There is something different about going about your day packing a flagship mobile in your pocket. For one thing, you start seeing your phone on the billboards. In advertisements between TV shows. And when you walk by the manufacturer’s retail store, you know that you already have the best product they’re selling.

In 2019, this phone is, as of writing, the Samsung Galaxy S10+. It’s the biggest, baddest Android device that money can buy. With a starting price at Rs 73,900, the phone represents the kind of investment that people used to spend on motorcycles, laptops or even vacations.

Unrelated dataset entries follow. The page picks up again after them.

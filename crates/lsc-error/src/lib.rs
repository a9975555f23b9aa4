#![forbid(unsafe_code)]
//! Error types for the linear sparse cache.
//!
//! # Error Taxonomy
//!
//! | Variant | Class | Raised by |
//! |---------|-------|-----------|
//! | `NegativeOffset` | caller bug, never retried | `locate`, `get_part`, `del_range`, proxy `get`/`load` |
//! | `OffsetOutsideBlock` | internal contract failure | block splitting |
//! | `MalformedRange` | internal contract failure | range mutations with `end < offset` |
//! | `Io` | backing stream failure | worker reads, `load`, stream adapters |
//! | `UnseekablePosition` | fatal for the stream | unseekable streams asked to move |
//! | `InvalidConfig` | rejected at construction | `ServerConfig`/`ProxyConfig::validate` |
//!
//! "Data not yet available" is never an error: absence is represented
//! structurally by an uncached block.
//!
//! Background I/O failures do not escape the worker that hit them. The
//! affected region stays uncached, the failure is logged and recorded on the
//! proxy, and the next query over that region queues a fresh load.

use thiserror::Error;

/// Unified error type for all cache operations.
#[derive(Debug, Error)]
pub enum LscError {
    /// A caller passed an offset below zero.
    #[error("negative offset: {offset}")]
    NegativeOffset { offset: i64 },

    /// A split was requested at an offset the target block does not span.
    #[error("offset {offset:#x} outside block [{block_offset:#x}, {block_end:#x})")]
    OffsetOutsideBlock {
        offset: u64,
        block_offset: u64,
        block_end: u64,
    },

    /// A range whose end precedes its start, or whose end overflows.
    #[error("malformed range: offset={offset:#x} end={end:#x}")]
    MalformedRange { offset: u64, end: u64 },

    /// Operating system or backing stream I/O error.
    #[error("I/O error: {0}")]
    Io(#[from] std::io::Error),

    /// An unseekable stream was asked to move away from its read position.
    #[error("unseekable stream cannot change position from {current:#x} to {requested:#x}")]
    UnseekablePosition { current: u64, requested: u64 },

    /// Configuration rejected by validation.
    #[error("invalid configuration: {0}")]
    InvalidConfig(String),
}

impl LscError {
    /// Stable short name of the variant, used as a structured log field.
    #[must_use]
    pub fn kind(&self) -> &'static str {
        match self {
            Self::NegativeOffset { .. } => "negative_offset",
            Self::OffsetOutsideBlock { .. } => "offset_outside_block",
            Self::MalformedRange { .. } => "malformed_range",
            Self::Io(_) => "io",
            Self::UnseekablePosition { .. } => "unseekable_position",
            Self::InvalidConfig(_) => "invalid_config",
        }
    }

    /// Whether the error indicates a broken internal invariant rather than
    /// a caller mistake or an environmental failure.
    #[must_use]
    pub fn is_contract_violation(&self) -> bool {
        matches!(
            self,
            Self::OffsetOutsideBlock { .. } | Self::MalformedRange { .. }
        )
    }
}

impl From<LscError> for std::io::Error {
    fn from(err: LscError) -> Self {
        match err {
            LscError::Io(inner) => inner,
            LscError::NegativeOffset { .. } | LscError::InvalidConfig(_) => {
                Self::new(std::io::ErrorKind::InvalidInput, err)
            }
            LscError::UnseekablePosition { .. } => {
                Self::new(std::io::ErrorKind::Unsupported, err)
            }
            LscError::OffsetOutsideBlock { .. } | LscError::MalformedRange { .. } => {
                Self::other(err)
            }
        }
    }
}

/// Result alias using `LscError`.
pub type Result<T> = std::result::Result<T, LscError>;
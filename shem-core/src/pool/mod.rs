//! Pools of memory-mapped arenas.
//!
//! An [`ArenaPool`] strings arenas together so that allocation never runs
//! out while the medium has room:
//!
//! - **Lazy growth**: a new arena is created only when the last one cannot
//!   serve a request.
//! - **Eager shrink**: an arena that becomes empty through deallocation is
//!   removed (and its backing file deleted) as long as another one remains.
//! - **Address routing**: deallocation finds the owning arena by address,
//!   with a cursor caching the last owner.
//!
//! # Architecture
//!
//! ```text
//!              alloc cursor          dealloc cursor
//!                   │                     │
//!                   v                     v
//! ┌─────────┐  ┌─────────┐  ┌─────────┐  ┌─────────┐
//! │ Arena 0 │  │ Arena 1 │  │ Arena 2 │  │ Arena 3 │ <- spare (grow)
//! └─────────┘  └─────────┘  └─────────┘  └─────────┘
//!   creation order, at least one arena at all times
//! ```

use crate::arena::naming::{resolve_dir, unique_path};
use crate::arena::{Arena, FreeList};
use crate::config::PoolConfig;
use crate::error::{Result, ShemError};
use serde::{Deserialize, Serialize};
use std::path::{Path, PathBuf};
use std::ptr::NonNull;

/// Point-in-time usage figures for a pool.
#[derive(Debug, Clone, Copy, PartialEq, Eq, Serialize, Deserialize)]
pub struct PoolStats {
    /// Number of arenas.
    pub arenas: usize,
    /// Sum of arena capacities in bytes.
    pub capacity: usize,
    /// Bytes held by live blocks.
    pub allocated_bytes: usize,
    /// Number of live blocks.
    pub live_blocks: usize,
}

/// An ordered collection of arenas with a grow/shrink policy.
///
/// Every mutating operation needs `&mut self`, so sharing a pool between
/// threads takes a lock around it.
pub struct ArenaPool {
    /// Arenas in creation order. Never empty.
    arenas: Vec<Arena>,
    /// Index of the arena tried first by `allocate`.
    alloc_cursor: usize,
    /// Index of the arena that served the last `deallocate`.
    dealloc_cursor: usize,
    /// Directory backing files are created in.
    dir: PathBuf,
    /// Configuration the pool was built with.
    config: PoolConfig,
}

impl ArenaPool {
    /// Create a pool whose first arena has `initial_size` bytes.
    ///
    /// Directory and flags come from the environment (see
    /// [`PoolConfig::from_env`]).
    pub fn new(initial_size: usize) -> Result<Self> {
        Self::with_config(PoolConfig::from_env_or_default().with_arena_size(initial_size))
    }

    /// Create a pool from a full configuration.
    pub fn with_config(config: PoolConfig) -> Result<Self> {
        if config.arena_size == 0 {
            return Err(ShemError::invariant("arena size must be positive"));
        }

        let dir = resolve_dir(&config.arena_dir());
        let mut pool = Self {
            arenas: Vec::new(),
            alloc_cursor: 0,
            dealloc_cursor: 0,
            dir,
            config,
        };
        pool.push_arena(pool.config.arena_size)?;

        tracing::info!(
            dir = %pool.dir.display(),
            arena_size = pool.config.arena_size,
            "Arena pool created"
        );
        Ok(pool)
    }

    /// Allocate `size` bytes.
    ///
    /// Tries the allocation cursor first, then the newest arena, then grows
    /// the pool by one arena of `max(arena_size, size)` bytes. Fails only when
    /// a new arena cannot be created.
    pub fn allocate(&mut self, size: usize) -> Result<NonNull<u8>> {
        if size == 0 {
            return Err(ShemError::invariant("zero-size allocation"));
        }
        let block = FreeList::block_size(size)
            .ok_or_else(|| ShemError::invariant(format!("allocation of {} bytes overflows", size)))?;

        loop {
            if let Some(ptr) = self.arenas[self.alloc_cursor].allocate(size) {
                return Ok(ptr);
            }

            let last = self.last_index();
            if self.alloc_cursor != last {
                // The newest arena is the most likely to have room.
                if self.arenas[last].capacity() < block {
                    tracing::debug!(
                        requested = block,
                        capacity = self.arenas[last].capacity(),
                        "Newest arena smaller than request"
                    );
                }
                self.alloc_cursor = last;
                continue;
            }

            let arena_size = self.config.arena_size.max(block);
            self.push_arena(arena_size)?;
            self.alloc_cursor = self.last_index();
            return self.arenas[self.alloc_cursor]
                .allocate(size)
                .ok_or(ShemError::ArenaCapacity {
                    requested: block,
                    available: arena_size,
                });
        }
    }

    /// Release a block previously returned by [`allocate`](Self::allocate).
    ///
    /// An address the pool does not own is rejected before anything changes.
    /// If the owning arena becomes empty and is not the only one, it is
    /// removed and its backing file deleted.
    pub fn deallocate(&mut self, ptr: NonNull<u8>) -> Result<()> {
        let raw = ptr.as_ptr().cast_const();
        let owner = if self.arenas[self.dealloc_cursor].owns(raw) {
            self.dealloc_cursor
        } else {
            self.arenas
                .iter()
                .position(|arena| arena.owns(raw))
                .ok_or(ShemError::ForeignAddress {
                    address: raw as usize,
                })?
        };

        self.arenas[owner].deallocate(Some(ptr))?;
        self.dealloc_cursor = owner;

        if self.arenas[owner].is_empty() && self.arenas.len() > 1 {
            self.remove_arena(owner);
        }
        Ok(())
    }

    /// Check whether any arena owns `ptr`.
    pub fn owns(&self, ptr: *const u8) -> bool {
        self.arenas.iter().any(|arena| arena.owns(ptr))
    }

    /// Make room for an allocation of `size` bytes ahead of demand.
    ///
    /// Keeps at most one spare arena past the allocation cursor. If a spare
    /// exists and is large enough nothing happens and `false` is returned; a
    /// spare that is too small is replaced. Otherwise a new arena of `size`
    /// bytes is appended.
    pub fn grow(&mut self, size: usize) -> Result<bool> {
        if size == 0 {
            return Err(ShemError::invariant("cannot grow by zero bytes"));
        }

        let last = self.last_index();
        if self.alloc_cursor != last {
            let spare = &self.arenas[last];
            if spare.capacity() >= size {
                return Ok(false);
            }
            // Only the cursor arena receives blocks, so the spare is empty.
            debug_assert!(spare.is_empty());
            tracing::debug!(
                capacity = spare.capacity(),
                requested = size,
                "Replacing undersized spare arena"
            );
            self.remove_arena(last);
        }

        self.push_arena(size)?;
        Ok(true)
    }

    /// Remove every empty arena, keeping at least one.
    ///
    /// Returns `true` if any arena was removed.
    pub fn shrink(&mut self) -> bool {
        let before = self.arenas.len();
        let mut index = 0;
        while index < self.arenas.len() {
            if self.arenas.len() > 1 && self.arenas[index].is_empty() {
                self.remove_arena(index);
            } else {
                index += 1;
            }
        }
        before != self.arenas.len()
    }

    /// Number of arenas (always at least 1).
    pub fn size(&self) -> usize {
        self.arenas.len()
    }

    /// Size of arenas created by lazy growth.
    pub fn arena_size(&self) -> usize {
        self.config.arena_size
    }

    /// Directory backing files are created in.
    pub fn dir(&self) -> &Path {
        &self.dir
    }

    /// Configuration the pool was built with.
    pub fn config(&self) -> &PoolConfig {
        &self.config
    }

    /// Iterate over the arenas in creation order.
    pub fn arenas(&self) -> impl Iterator<Item = &Arena> {
        self.arenas.iter()
    }

    /// Current usage figures.
    pub fn stats(&self) -> PoolStats {
        self.arenas.iter().fold(
            PoolStats {
                arenas: self.arenas.len(),
                capacity: 0,
                allocated_bytes: 0,
                live_blocks: 0,
            },
            |mut stats, arena| {
                stats.capacity += arena.capacity();
                stats.allocated_bytes += arena.allocated_bytes();
                stats.live_blocks += arena.live_blocks();
                stats
            },
        )
    }

    fn last_index(&self) -> usize {
        self.arenas.len() - 1
    }

    fn push_arena(&mut self, size: usize) -> Result<()> {
        let path = unique_path(&self.dir);
        let arena = if self.config.ephemeral {
            Arena::create_ephemeral(&path, size)?
        } else {
            Arena::create(&path, size)?
        };
        self.arenas.push(arena);
        tracing::debug!(
            path = %path.display(),
            size,
            arenas = self.arenas.len(),
            "Arena added to pool"
        );
        Ok(())
    }

    /// Remove the arena at `index`. Cursors that pointed at it move to the
    /// new last arena; cursors past it shift down with their arena.
    fn remove_arena(&mut self, index: usize) {
        let arena = self.arenas.remove(index);
        let last = self.last_index();
        for cursor in [&mut self.alloc_cursor, &mut self.dealloc_cursor] {
            if *cursor == index {
                *cursor = last;
            } else if *cursor > index {
                *cursor -= 1;
            }
        }
        tracing::debug!(
            path = %arena.path().display(),
            arenas = self.arenas.len(),
            "Arena removed from pool"
        );
    }
}

impl std::fmt::Debug for ArenaPool {
    fn fmt(&self, f: &mut std::fmt::Formatter<'_>) -> std::fmt::Result {
        f.debug_struct("ArenaPool")
            .field("arenas", &self.arenas)
            .field("alloc_cursor", &self.alloc_cursor)
            .field("dealloc_cursor", &self.dealloc_cursor)
            .field("dir", &self.dir)
            .finish()
    }
}
//! Integration tests for pooled trie nodes: per-type pools, shared handles
//! and container storage working together.

#[macro_use]
mod common;

use shem_core::{Shared, TypeAllocator};

fn pool_size<T: shem_core::PoolBound>() -> usize {
    TypeAllocator::<T>::stats().unwrap().arenas
}

fn grow<T: shem_core::PoolBound>(size: usize) -> bool {
    TypeAllocator::<T>::instance().unwrap().lock().grow(size).unwrap()
}

fn shrink<T: shem_core::PoolBound>() -> bool {
    TypeAllocator::<T>::instance().unwrap().lock().shrink()
}

trie_node!(SpareNode, SPARE_LIVE, 10_000);

#[test]
fn spare_arena_serves_large_request_and_is_reclaimed() {
    let root = SpareNode::create().unwrap();
    root.insert(b'a', SpareNode::create().unwrap());
    root.insert(b'b', SpareNode::create().unwrap());
    assert_eq!(SpareNode::live(), 3);
    assert_eq!(pool_size::<SpareNode>(), 1);

    assert!(grow::<SpareNode>(10_000));
    assert_eq!(pool_size::<SpareNode>(), 2);

    // Too large for what is left of the first arena.
    let large = TypeAllocator::<SpareNode>::allocate(9_990).unwrap();
    assert!(TypeAllocator::<SpareNode>::owns(large.as_ptr()));
    assert_eq!(pool_size::<SpareNode>(), 2);
    {
        let pool = TypeAllocator::<SpareNode>::instance().unwrap().lock();
        let second = pool.arenas().nth(1).unwrap();
        assert!(second.owns(large.as_ptr()));
    }

    TypeAllocator::<SpareNode>::release(large).unwrap();
    assert!(!shrink::<SpareNode>());
    assert_eq!(pool_size::<SpareNode>(), 1);
    assert_eq!(SpareNode::live(), 3);
}

trie_node!(ClaimNode, CLAIM_LIVE, 10_000);

#[test]
fn trie_nodes_follow_pool_lifecycle() {
    let mut root = ClaimNode::create().unwrap();
    root.insert(b'a', ClaimNode::create().unwrap());
    root.insert(b'b', ClaimNode::create().unwrap());
    assert_eq!(ClaimNode::live(), 3);
    assert_eq!(pool_size::<ClaimNode>(), 1);

    assert!(grow::<ClaimNode>(10_000));
    assert_eq!(pool_size::<ClaimNode>(), 2);

    root.insert(b'c', ClaimNode::create().unwrap());
    assert_eq!(ClaimNode::live(), 4);
    assert!(TypeAllocator::<ClaimNode>::owns(root.as_ptr().cast()));
    for key in [b'a', b'b', b'c'] {
        let child = root.child(key).unwrap();
        assert!(TypeAllocator::<ClaimNode>::owns(child.as_ptr().cast()));
    }

    root.reset_child(b'b');
    assert_eq!(ClaimNode::live(), 3);
    assert!(root.child(b'b').unwrap().is_none());

    assert!(shrink::<ClaimNode>());
    assert_eq!(pool_size::<ClaimNode>(), 1);

    root.insert(b'a', ClaimNode::create().unwrap());
    assert_eq!(ClaimNode::live(), 3);

    assert!(grow::<ClaimNode>(10_000));
    assert_eq!(pool_size::<ClaimNode>(), 2);

    root.clear();
    assert_eq!(ClaimNode::live(), 1);

    // The first arena empties and goes; the spare stays.
    root.reset();
    assert_eq!(ClaimNode::live(), 0);
    assert_eq!(pool_size::<ClaimNode>(), 1);
    assert_eq!(TypeAllocator::<ClaimNode>::stats().unwrap().live_blocks, 0);
}

trie_node!(CountedNode, COUNTED_LIVE, 64 * 1024);

#[test]
fn live_count_tracks_nested_trees() {
    let root = CountedNode::create().unwrap();
    for key in 0..3u8 {
        let child = CountedNode::create().unwrap();
        for grandchild in 0..2u8 {
            child.insert(grandchild, CountedNode::create().unwrap());
        }
        root.insert(key, child);
    }
    assert_eq!(CountedNode::live(), 10);
    assert_eq!(root.len(), 3);

    let branch = root.child(1).unwrap();
    assert_eq!(branch.strong_count(), 2);
    drop(branch.remove(0));
    assert_eq!(CountedNode::live(), 9);

    // A second handle keeps the subtree alive after it leaves the trie.
    let kept = root.remove(2).unwrap();
    assert_eq!(CountedNode::live(), 9);
    root.clear();
    assert_eq!(CountedNode::live(), 6);
    assert_eq!(kept.len(), 2);

    drop(branch);
    assert_eq!(CountedNode::live(), 4);
    drop(kept);
    assert_eq!(CountedNode::live(), 1);
    drop(root);
    assert_eq!(CountedNode::live(), 0);
}

trie_node!(EmptyNode, EMPTY_LIVE, 4096);

#[test]
fn empty_handles_in_the_trie() {
    let root = EmptyNode::create().unwrap();
    root.insert(b'x', Shared::empty());
    assert_eq!(root.len(), 1);
    assert!(root.child(b'x').unwrap().is_none());
    assert!(root.child(b'y').is_none());
    assert_eq!(EmptyNode::live(), 1);

    root.insert(b'x', EmptyNode::create().unwrap());
    assert_eq!(EmptyNode::live(), 2);
    root.reset_child(b'x');
    assert_eq!(EmptyNode::live(), 1);
}
//! Common test utilities for integration tests.
//!
//! Bound types share one process-wide pool per type, so every test declares
//! its own node type with [`trie_node!`] to keep pool sizes and live counts
//! independent of the other tests in the binary.

#![allow(dead_code, unused_macros)]

use shem_core::PoolConfig;
use std::path::PathBuf;

/// Directory for the pools of one test type.
pub fn test_dir(name: &str) -> PathBuf {
    std::env::temp_dir().join(format!("shem_it_{}_{}", name, std::process::id()))
}

/// Pool configuration for a test type with `arena_size` arenas.
pub fn test_pool_config(name: &str, arena_size: usize) -> PoolConfig {
    PoolConfig::default()
        .with_directory(test_dir(name))
        .with_arena_size(arena_size)
        .with_ephemeral(cfg!(unix))
}

/// Declare a pooled trie node type with its own live-instance counter.
///
/// The node keeps its children in a key-sorted vector whose storage is drawn
/// from the node's own pool through `ContainerAllocator`.
macro_rules! trie_node {
    ($name:ident, $live:ident, $arena_size:expr) => {
        static $live: ::std::sync::atomic::AtomicUsize = ::std::sync::atomic::AtomicUsize::new(0);

        struct $name {
            children: ::std::cell::RefCell<
                ::shem_core::prelude::PoolVec<
                    (u8, ::shem_core::Shared<$name>),
                    ::shem_core::ContainerAllocator<$name>,
                >,
            >,
        }

        #[allow(dead_code)]
        impl $name {
            fn create() -> ::shem_core::Result<::shem_core::Shared<Self>> {
                let node = Self {
                    children: ::std::cell::RefCell::new(
                        ::shem_core::prelude::PoolVec::new_in(::shem_core::ContainerAllocator::new()),
                    ),
                };
                $live.fetch_add(1, ::std::sync::atomic::Ordering::SeqCst);
                ::shem_core::Shared::new(node)
            }

            fn live() -> usize {
                $live.load(::std::sync::atomic::Ordering::SeqCst)
            }

            /// Bind `key` to `child`, releasing any previous binding.
            fn insert(&self, key: u8, child: ::shem_core::Shared<Self>) {
                let mut children = self.children.borrow_mut();
                match children.binary_search_by_key(&key, |(k, _)| *k) {
                    Ok(i) => children[i].1 = child,
                    Err(i) => children.insert(i, (key, child)),
                }
            }

            fn child(&self, key: u8) -> Option<::shem_core::Shared<Self>> {
                let children = self.children.borrow();
                children
                    .binary_search_by_key(&key, |(k, _)| *k)
                    .ok()
                    .map(|i| children[i].1.clone())
            }

            /// Release the binding of `key` in place, keeping the slot.
            fn reset_child(&self, key: u8) {
                let mut children = self.children.borrow_mut();
                if let Ok(i) = children.binary_search_by_key(&key, |(k, _)| *k) {
                    children[i].1.reset();
                }
            }

            fn remove(&self, key: u8) -> Option<::shem_core::Shared<Self>> {
                let mut children = self.children.borrow_mut();
                children
                    .binary_search_by_key(&key, |(k, _)| *k)
                    .ok()
                    .map(|i| children.remove(i).1)
            }

            fn clear(&self) {
                self.children.borrow_mut().clear();
            }

            fn len(&self) -> usize {
                self.children.borrow().len()
            }
        }

        impl Drop for $name {
            fn drop(&mut self) {
                $live.fetch_sub(1, ::std::sync::atomic::Ordering::SeqCst);
            }
        }

        impl ::shem_core::PoolBound for $name {
            const ARENA_SIZE: usize = $arena_size;

            fn pool_config() -> ::shem_core::PoolConfig {
                $crate::common::test_pool_config(stringify!($name), Self::ARENA_SIZE)
            }
        }
    };
}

So, to answer the inevitable question of “Is it worth it?”, we looked at the phone after one month of daily usage. In that time, it travelled multiple cities, took multiple photos across use case scenarios, and served as a make-do WiFi router. Here is the real-world review of the world’s best phone.


Moving to the S10+ from a Galaxy Note 9, one of the things I appreciated most was the slimmer form factor. Despite being a big phone, the S10+ feels good and easy to hold. The decision to move the fingerprint scanner from the back to the front clears up some real estate on the back, making the phone a better looker overall.

Samsung Galaxy S10+: One month later, a real-world review

What makes this phone a true flagship is the battery. In an age where most people ration their intensive app-usage so they don’t run out of battery by the end of the day, the S10+ is happy to let you game on it, run a 24x7 hotspot, sync with a Samsung smartwatch and play movies at 2K. If you start using it in the morning today, it will still be beaming back at you by midday tomorrow. That is battery life worth holding on to.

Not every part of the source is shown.